[The records]

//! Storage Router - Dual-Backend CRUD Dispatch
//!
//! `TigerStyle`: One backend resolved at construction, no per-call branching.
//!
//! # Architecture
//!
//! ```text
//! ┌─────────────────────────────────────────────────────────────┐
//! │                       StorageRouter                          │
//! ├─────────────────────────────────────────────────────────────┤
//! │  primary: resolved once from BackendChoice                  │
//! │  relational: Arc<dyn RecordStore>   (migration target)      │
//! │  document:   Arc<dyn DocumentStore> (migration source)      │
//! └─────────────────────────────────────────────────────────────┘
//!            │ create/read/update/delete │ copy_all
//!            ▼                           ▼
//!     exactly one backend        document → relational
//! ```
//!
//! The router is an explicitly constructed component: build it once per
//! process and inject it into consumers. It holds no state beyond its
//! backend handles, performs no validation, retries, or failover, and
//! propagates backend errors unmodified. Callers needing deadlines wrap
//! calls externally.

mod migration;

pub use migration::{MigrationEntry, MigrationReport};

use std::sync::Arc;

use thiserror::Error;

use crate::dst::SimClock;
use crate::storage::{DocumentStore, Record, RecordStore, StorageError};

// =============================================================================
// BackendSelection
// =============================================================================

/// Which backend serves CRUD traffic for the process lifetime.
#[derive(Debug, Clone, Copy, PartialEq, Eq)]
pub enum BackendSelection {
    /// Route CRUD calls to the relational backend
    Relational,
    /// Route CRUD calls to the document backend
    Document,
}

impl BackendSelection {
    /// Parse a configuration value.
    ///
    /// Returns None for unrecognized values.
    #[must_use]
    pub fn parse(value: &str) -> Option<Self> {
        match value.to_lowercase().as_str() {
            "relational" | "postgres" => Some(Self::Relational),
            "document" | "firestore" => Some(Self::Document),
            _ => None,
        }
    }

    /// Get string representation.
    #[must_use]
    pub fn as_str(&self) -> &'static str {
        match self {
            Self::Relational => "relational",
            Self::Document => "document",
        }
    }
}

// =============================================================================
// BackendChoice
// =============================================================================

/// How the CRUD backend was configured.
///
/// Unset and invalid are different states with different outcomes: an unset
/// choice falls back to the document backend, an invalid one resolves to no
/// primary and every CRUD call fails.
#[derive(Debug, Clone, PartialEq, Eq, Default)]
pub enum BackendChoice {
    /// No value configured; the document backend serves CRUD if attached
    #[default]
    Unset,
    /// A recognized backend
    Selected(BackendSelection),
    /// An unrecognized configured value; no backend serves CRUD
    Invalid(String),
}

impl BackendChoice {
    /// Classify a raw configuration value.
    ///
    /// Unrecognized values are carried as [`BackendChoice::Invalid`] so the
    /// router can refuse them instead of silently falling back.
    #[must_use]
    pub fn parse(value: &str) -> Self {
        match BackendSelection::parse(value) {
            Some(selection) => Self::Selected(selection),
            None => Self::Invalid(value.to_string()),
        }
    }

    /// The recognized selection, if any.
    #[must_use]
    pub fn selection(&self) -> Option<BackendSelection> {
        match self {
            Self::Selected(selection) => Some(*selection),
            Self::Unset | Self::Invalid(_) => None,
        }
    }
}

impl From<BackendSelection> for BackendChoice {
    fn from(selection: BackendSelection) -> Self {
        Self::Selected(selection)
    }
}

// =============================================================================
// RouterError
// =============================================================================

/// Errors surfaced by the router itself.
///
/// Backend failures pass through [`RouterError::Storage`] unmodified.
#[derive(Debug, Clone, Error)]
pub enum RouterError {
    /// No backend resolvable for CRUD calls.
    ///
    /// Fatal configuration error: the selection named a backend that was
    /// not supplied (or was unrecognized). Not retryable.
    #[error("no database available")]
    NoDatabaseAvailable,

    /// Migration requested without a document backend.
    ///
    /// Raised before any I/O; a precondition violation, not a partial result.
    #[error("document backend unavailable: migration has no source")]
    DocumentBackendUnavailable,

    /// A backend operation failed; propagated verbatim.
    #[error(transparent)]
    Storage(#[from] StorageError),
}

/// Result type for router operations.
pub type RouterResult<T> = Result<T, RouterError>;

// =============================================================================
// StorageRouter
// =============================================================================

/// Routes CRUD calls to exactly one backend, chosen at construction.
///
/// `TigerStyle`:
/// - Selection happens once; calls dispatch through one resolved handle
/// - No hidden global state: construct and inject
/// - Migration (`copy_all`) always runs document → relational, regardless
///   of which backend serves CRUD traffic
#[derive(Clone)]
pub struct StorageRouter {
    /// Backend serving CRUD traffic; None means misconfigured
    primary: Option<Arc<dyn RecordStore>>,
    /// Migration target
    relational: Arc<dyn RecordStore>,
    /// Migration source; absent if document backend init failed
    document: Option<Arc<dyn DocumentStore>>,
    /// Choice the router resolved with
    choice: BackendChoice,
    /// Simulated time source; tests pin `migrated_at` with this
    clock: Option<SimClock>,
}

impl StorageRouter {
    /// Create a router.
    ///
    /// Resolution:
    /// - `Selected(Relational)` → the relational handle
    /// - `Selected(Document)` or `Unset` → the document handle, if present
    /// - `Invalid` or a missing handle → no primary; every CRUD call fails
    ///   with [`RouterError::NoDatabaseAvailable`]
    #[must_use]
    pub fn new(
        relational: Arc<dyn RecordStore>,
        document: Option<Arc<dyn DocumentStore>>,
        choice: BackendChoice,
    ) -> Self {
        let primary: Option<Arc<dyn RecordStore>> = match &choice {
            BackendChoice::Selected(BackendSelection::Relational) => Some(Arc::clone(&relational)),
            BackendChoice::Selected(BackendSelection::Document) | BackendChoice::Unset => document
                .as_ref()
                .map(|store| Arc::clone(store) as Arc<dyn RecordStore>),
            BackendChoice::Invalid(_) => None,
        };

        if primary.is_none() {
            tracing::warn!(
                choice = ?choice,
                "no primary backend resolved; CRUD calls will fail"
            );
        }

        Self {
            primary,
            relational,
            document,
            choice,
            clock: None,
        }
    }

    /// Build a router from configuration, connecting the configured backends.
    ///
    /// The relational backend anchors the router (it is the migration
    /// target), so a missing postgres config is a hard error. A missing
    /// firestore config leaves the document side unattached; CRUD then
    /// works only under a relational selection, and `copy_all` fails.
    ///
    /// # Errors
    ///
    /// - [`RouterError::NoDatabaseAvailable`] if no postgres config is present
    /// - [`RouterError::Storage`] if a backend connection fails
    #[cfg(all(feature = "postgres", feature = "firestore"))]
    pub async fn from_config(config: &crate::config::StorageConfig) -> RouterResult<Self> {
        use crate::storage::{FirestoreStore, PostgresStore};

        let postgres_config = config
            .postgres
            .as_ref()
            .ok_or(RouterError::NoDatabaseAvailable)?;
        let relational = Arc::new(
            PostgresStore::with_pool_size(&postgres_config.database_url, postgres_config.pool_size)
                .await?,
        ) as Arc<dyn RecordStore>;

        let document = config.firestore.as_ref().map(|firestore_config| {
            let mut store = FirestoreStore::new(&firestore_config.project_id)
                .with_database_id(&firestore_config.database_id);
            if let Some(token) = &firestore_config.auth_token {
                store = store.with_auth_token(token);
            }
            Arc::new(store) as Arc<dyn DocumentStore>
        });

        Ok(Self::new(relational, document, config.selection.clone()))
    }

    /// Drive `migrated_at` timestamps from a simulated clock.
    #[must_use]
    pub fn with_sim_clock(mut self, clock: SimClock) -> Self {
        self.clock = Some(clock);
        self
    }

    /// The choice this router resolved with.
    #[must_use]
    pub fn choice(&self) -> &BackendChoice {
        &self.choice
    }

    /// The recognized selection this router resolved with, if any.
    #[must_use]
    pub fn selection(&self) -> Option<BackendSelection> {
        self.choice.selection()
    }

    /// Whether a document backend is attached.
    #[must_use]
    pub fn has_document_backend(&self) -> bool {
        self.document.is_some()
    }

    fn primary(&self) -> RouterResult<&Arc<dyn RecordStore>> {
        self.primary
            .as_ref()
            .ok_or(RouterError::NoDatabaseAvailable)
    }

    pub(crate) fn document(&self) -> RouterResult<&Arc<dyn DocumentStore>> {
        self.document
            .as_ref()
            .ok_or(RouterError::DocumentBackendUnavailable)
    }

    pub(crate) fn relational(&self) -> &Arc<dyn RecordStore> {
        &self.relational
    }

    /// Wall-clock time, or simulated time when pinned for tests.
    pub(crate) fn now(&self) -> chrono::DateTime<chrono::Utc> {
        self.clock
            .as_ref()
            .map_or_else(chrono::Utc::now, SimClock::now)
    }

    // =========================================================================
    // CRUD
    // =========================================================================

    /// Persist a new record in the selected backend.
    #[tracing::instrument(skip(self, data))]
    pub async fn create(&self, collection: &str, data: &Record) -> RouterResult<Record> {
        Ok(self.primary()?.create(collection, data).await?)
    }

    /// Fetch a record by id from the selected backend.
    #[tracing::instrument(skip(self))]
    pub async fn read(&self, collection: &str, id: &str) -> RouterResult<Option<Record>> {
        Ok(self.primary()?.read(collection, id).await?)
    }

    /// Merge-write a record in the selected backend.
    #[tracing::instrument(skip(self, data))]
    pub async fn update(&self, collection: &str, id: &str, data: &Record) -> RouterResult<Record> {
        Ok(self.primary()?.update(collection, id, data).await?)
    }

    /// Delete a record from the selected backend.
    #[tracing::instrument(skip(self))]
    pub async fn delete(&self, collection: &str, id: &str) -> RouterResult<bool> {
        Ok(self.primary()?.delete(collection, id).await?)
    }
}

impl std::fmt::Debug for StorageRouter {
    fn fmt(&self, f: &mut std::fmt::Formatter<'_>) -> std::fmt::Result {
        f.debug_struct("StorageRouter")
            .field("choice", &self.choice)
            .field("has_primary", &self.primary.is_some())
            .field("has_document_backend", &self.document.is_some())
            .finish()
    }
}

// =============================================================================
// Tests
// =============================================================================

[/The records]

__About this task__
Lines in the material above that include the string "RecordStore" should be listed.

__Exercise output__
//! │  relational: Arc<dyn RecordStore>   (migration target)      │
use crate::storage::{DocumentStore, Record, RecordStore, StorageError};
    primary: Option<Arc<dyn RecordStore>>,
    relational: Arc<dyn RecordStore>,
        relational: Arc<dyn RecordStore>,
        let primary: Option<Arc<dyn RecordStore>> = match &choice {
                .map(|store| Arc::clone(store) as Arc<dyn RecordStore>),
        ) as Arc<dyn RecordStore>;
    fn primary(&self) -> RouterResult<&Arc<dyn RecordStore>> {
    pub(crate) fn relational(&self) -> &Arc<dyn RecordStore> {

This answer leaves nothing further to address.